Neuromuscular junction

The neuromuscular junction (NMJ) is a specialized structure that works as an interface to translate the action potential of the presynaptic motor neuron (MN) in the contraction of the postsynaptic myofiber. The design of appropriate experimental models is essential to have efficient and reliable approaches to study NMJ development and function, but also to generate conditions that recapitulate distinct features of diseases. Initial studies relied on the use of tissue slices maintained under the same environment and in which single motor axons were difficult to trace. Later, MNs and muscle cells were obtained from primary cultures or differentiation of progenitors and cocultured as monolayers; however, the tissue architecture was lost.
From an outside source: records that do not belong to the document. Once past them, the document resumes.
use std::cmp::Ordering;

use chrono::{DateTime, NaiveDate, NaiveDateTime, TimeZone, Utc};
use serde::{Deserialize, Serialize};

use crate::types::error::DatabaseError;

/// Codec type tags, also the on-disk discriminants.
pub const TAG_NULL: u8 = 0;
pub const TAG_BOOLEAN: u8 = 1;
pub const TAG_INTEGER: u8 = 2;
pub const TAG_REAL: u8 = 3;
pub const TAG_TEXT: u8 = 4;
pub const TAG_TIMESTAMP: u8 = 5;

/// A single field value. Records are schemaless, so every value carries its
/// own type tag.
#[derive(Debug, Clone, Serialize, Deserialize)]
pub enum Value {
    Null,
    Boolean(bool),
    Integer(i64),
    Real(f64),
    Text(String),
    Timestamp(DateTime<Utc>),
}

impl Value {
    pub fn type_tag(&self) -> u8 {
        match self {
            Value::Null => TAG_NULL,
            Value::Boolean(_) => TAG_BOOLEAN,
            Value::Integer(_) => TAG_INTEGER,
            Value::Real(_) => TAG_REAL,
            Value::Text(_) => TAG_TEXT,
            Value::Timestamp(_) => TAG_TIMESTAMP,
        }
    }

    pub fn is_null(&self) -> bool {
        matches!(self, Value::Null)
    }

    pub fn coerce_to_number(&self) -> Option<f64> {
        match self {
            Value::Integer(i) => Some(*i as f64),
            Value::Real(r) => Some(*r),
            Value::Text(s) => s.parse().ok(),
            Value::Boolean(b) => Some(if *b { 1.0 } else { 0.0 }),
            Value::Timestamp(ts) => Some(ts.timestamp() as f64),
            Value::Null => None,
        }
    }

    /// Parse a timestamp from the accepted input formats: RFC 3339,
    /// "YYYY-MM-DD HH:MM:SS", or a bare date at midnight UTC.
    pub fn timestamp_from_str(s: &str) -> Result<Value, DatabaseError> {
        if let Ok(dt) = DateTime::parse_from_rfc3339(s) {
            return Ok(Value::Timestamp(dt.with_timezone(&Utc)));
        }

        if let Ok(dt) = NaiveDateTime::parse_from_str(s, "%Y-%m-%d %H:%M:%S") {
            return Ok(Value::Timestamp(Utc.from_utc_datetime(&dt)));
        }

        if let Ok(date) = NaiveDate::parse_from_str(s, "%Y-%m-%d") {
            if let Some(dt) = date.and_hms_opt(0, 0, 0) {
                return Ok(Value::Timestamp(Utc.from_utc_datetime(&dt)));
            }
        }

        Err(DatabaseError::SerializationError {
            details: format!("failed to parse timestamp '{}'", s),
        })
    }

    pub fn now() -> Value {
        Value::Timestamp(Utc::now())
    }
}

impl PartialEq for Value {
    fn eq(&self, other: &Self) -> bool {
        match (self, other) {
            (Value::Null, Value::Null) => true,
            (Value::Boolean(a), Value::Boolean(b)) => a == b,
            (Value::Integer(a), Value::Integer(b)) => a == b,
            (Value::Real(a), Value::Real(b)) => a == b,
            (Value::Text(a), Value::Text(b)) => a == b,
            (Value::Timestamp(a), Value::Timestamp(b)) => a == b,

            // Cross-type numeric comparisons
            (Value::Integer(a), Value::Real(b)) => (*a as f64) == *b,
            (Value::Real(a), Value::Integer(b)) => *a == (*b as f64),

            (a, b) => {
                if a.is_null() || b.is_null() {
                    return false;
                }
                match (a.coerce_to_number(), b.coerce_to_number()) {
                    (Some(x), Some(y)) => x == y,
                    _ => false,
                }
            }
        }
    }
}

impl PartialOrd for Value {
    fn partial_cmp(&self, other: &Self) -> Option<Ordering> {
        match (self, other) {
            (Value::Null, Value::Null) => Some(Ordering::Equal),
            (Value::Null, _) => Some(Ordering::Less),
            (_, Value::Null) => Some(Ordering::Greater),
            (Value::Integer(a), Value::Integer(b)) => a.partial_cmp(b),
            (Value::Integer(a), Value::Real(b)) => (*a as f64).partial_cmp(b),
            (Value::Real(a), Value::Integer(b)) => a.partial_cmp(&(*b as f64)),
            (Value::Real(a), Value::Real(b)) => a.partial_cmp(b),
            (Value::Text(a), Value::Text(b)) => a.partial_cmp(b),
            (Value::Boolean(a), Value::Boolean(b)) => a.partial_cmp(b),
            (Value::Timestamp(a), Value::Timestamp(b)) => a.partial_cmp(b),
            (a, b) => match (a.coerce_to_number(), b.coerce_to_number()) {
                (Some(x), Some(y)) => x.partial_cmp(&y),
                _ => None,
            },
        }
    }
}

impl std::fmt::Display for Value {
    fn fmt(&self, f: &mut std::fmt::Formatter<'_>) -> std::fmt::Result {
        match self {
            Value::Null => write!(f, "NULL"),
            Value::Boolean(b) => write!(f, "{}", if *b { "TRUE" } else { "FALSE" }),
            Value::Integer(i) => write!(f, "{}", i),
            Value::Real(r) => write!(f, "{}", r),
            Value::Text(s) => write!(f, "{}", s),
            Value::Timestamp(ts) => write!(f, "{}", ts.to_rfc3339()),
        }
    }
}
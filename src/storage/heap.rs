use std::collections::HashSet;

use crate::{
    storage::pager::Pager,
    types::{
        error::DatabaseError, page::DataPage, record::Record, PageId, RowId, MAX_RECORD_SIZE,
    },
};

/// A row yielded by a heap traversal. `serial` is the row's 1-based position
/// among the table's live rows in chain order, the source of the hidden
/// `_id` field.
#[derive(Debug, Clone, PartialEq)]
pub struct ScannedRow {
    pub serial: u64,
    pub row_id: RowId,
    pub record: Record,
}

/// A logical table: a singly-linked chain of data pages with slotted
/// records, addressed from its head page.
pub struct TableHeap<'p> {
    pager: &'p mut Pager,
    head_page_id: PageId,
}

impl<'p> TableHeap<'p> {
    pub fn new(pager: &'p mut Pager, head_page_id: PageId) -> Self {
        Self {
            pager,
            head_page_id,
        }
    }

    /// First-fit insert along the chain; appends a freshly allocated linked
    /// page when no existing page has room.
    pub fn insert(&mut self, record: &Record) -> Result<RowId, DatabaseError> {
        let payload = record.to_bytes()?;
        self.insert_payload(&payload)
    }

    fn insert_payload(&mut self, payload: &[u8]) -> Result<RowId, DatabaseError> {
        if payload.len() > MAX_RECORD_SIZE {
            return Err(DatabaseError::RecordTooLarge {
                size: payload.len(),
                max: MAX_RECORD_SIZE,
            });
        }

        let mut page_id = self.head_page_id;
        loop {
            let mut page = self.load(page_id)?;

            if page.can_fit(payload.len()) {
                let slot = page.insert_record(payload)?;
                self.store(&page)?;
                return Ok(RowId::new(page_id, slot));
            }

            if page.next_page_id == 0 {
                let new_page_id = self.pager.alloc_page()?;
                page.next_page_id = new_page_id;
                self.store(&page)?;

                let mut new_page = self.load(new_page_id)?;
                let slot = new_page.insert_record(payload)?;
                self.store(&new_page)?;
                return Ok(RowId::new(new_page_id, slot));
            }

            page_id = page.next_page_id;
        }
    }

    /// Decode every live row in chain order, then intra-page slot order.
    pub fn scan(&mut self) -> Result<Vec<ScannedRow>, DatabaseError> {
        self.walk(|_| true)
    }

    /// Decode only the requested rows while still walking the whole chain,
    /// so serial positions match a full scan.
    pub fn fetch(&mut self, row_ids: &HashSet<RowId>) -> Result<Vec<ScannedRow>, DatabaseError> {
        self.walk(|row_id| row_ids.contains(&row_id))
    }

    fn walk(
        &mut self,
        mut wanted: impl FnMut(RowId) -> bool,
    ) -> Result<Vec<ScannedRow>, DatabaseError> {
        let mut rows = Vec::new();
        let mut serial = 0u64;
        let mut page_id = self.head_page_id;

        while page_id != 0 {
            let page = self.load(page_id)?;
            for (slot_index, slot) in page.slots.iter().enumerate() {
                if slot.tombstone {
                    continue;
                }
                serial += 1;
                let row_id = RowId::new(page_id, slot_index as u16);
                if !wanted(row_id) {
                    continue;
                }
                rows.push(ScannedRow {
                    serial,
                    row_id,
                    record: Record::from_bytes(&slot.payload)?,
                });
            }
            page_id = page.next_page_id;
        }

        Ok(rows)
    }

    /// Rewrite a row. In place when the new encoding fits the old slot,
    /// otherwise the slot is tombstoned and the record re-inserted as a
    /// fresh slot, possibly on a new page. Returns the row's address after
    /// the update.
    pub fn update_row(&mut self, row_id: RowId, record: &Record) -> Result<RowId, DatabaseError> {
        let payload = record.to_bytes()?;
        if payload.len() > MAX_RECORD_SIZE {
            return Err(DatabaseError::RecordTooLarge {
                size: payload.len(),
                max: MAX_RECORD_SIZE,
            });
        }

        let mut page = self.load(row_id.page_id)?;
        if page.try_replace(row_id.slot, &payload)? {
            self.store(&page)?;
            return Ok(row_id);
        }

        page.tombstone_slot(row_id.slot)?;
        self.store(&page)?;
        self.insert_payload(&payload)
    }

    /// Tombstone a row; trailing tombstones on its page are compacted away.
    /// Interior holes are not reclaimed.
    pub fn delete_row(&mut self, row_id: RowId) -> Result<(), DatabaseError> {
        let mut page = self.load(row_id.page_id)?;
        page.tombstone_slot(row_id.slot)?;
        self.store(&page)
    }

    fn load(&mut self, page_id: PageId) -> Result<DataPage, DatabaseError> {
        DataPage::from_bytes(page_id, &self.pager.read_page(page_id)?)
    }

    fn store(&mut self, page: &DataPage) -> Result<(), DatabaseError> {
        self.pager.write_page(page.page_id, &page.to_bytes())
    }
}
Current approaches include self-assembling 3D structures or the incorporation of biomaterials with cells to generate engineered tissues, although the incorporation of Schwann cells remains a challenge. Thus, numerous investigations have established different NMJ models, some of which are quite complex and challenging. Castellanos-Montiel et al. reviewed the in vitro models that have emerged in recent years to coculture MNs and skeletal muscle, trying to mimic the healthy and diseased NMJ ¹⁾.

Acetylcholine is the neurotransmitter used at the neuromuscular junction—in other words, it is the chemical that motor neurons of the nervous system release in order to activate muscles.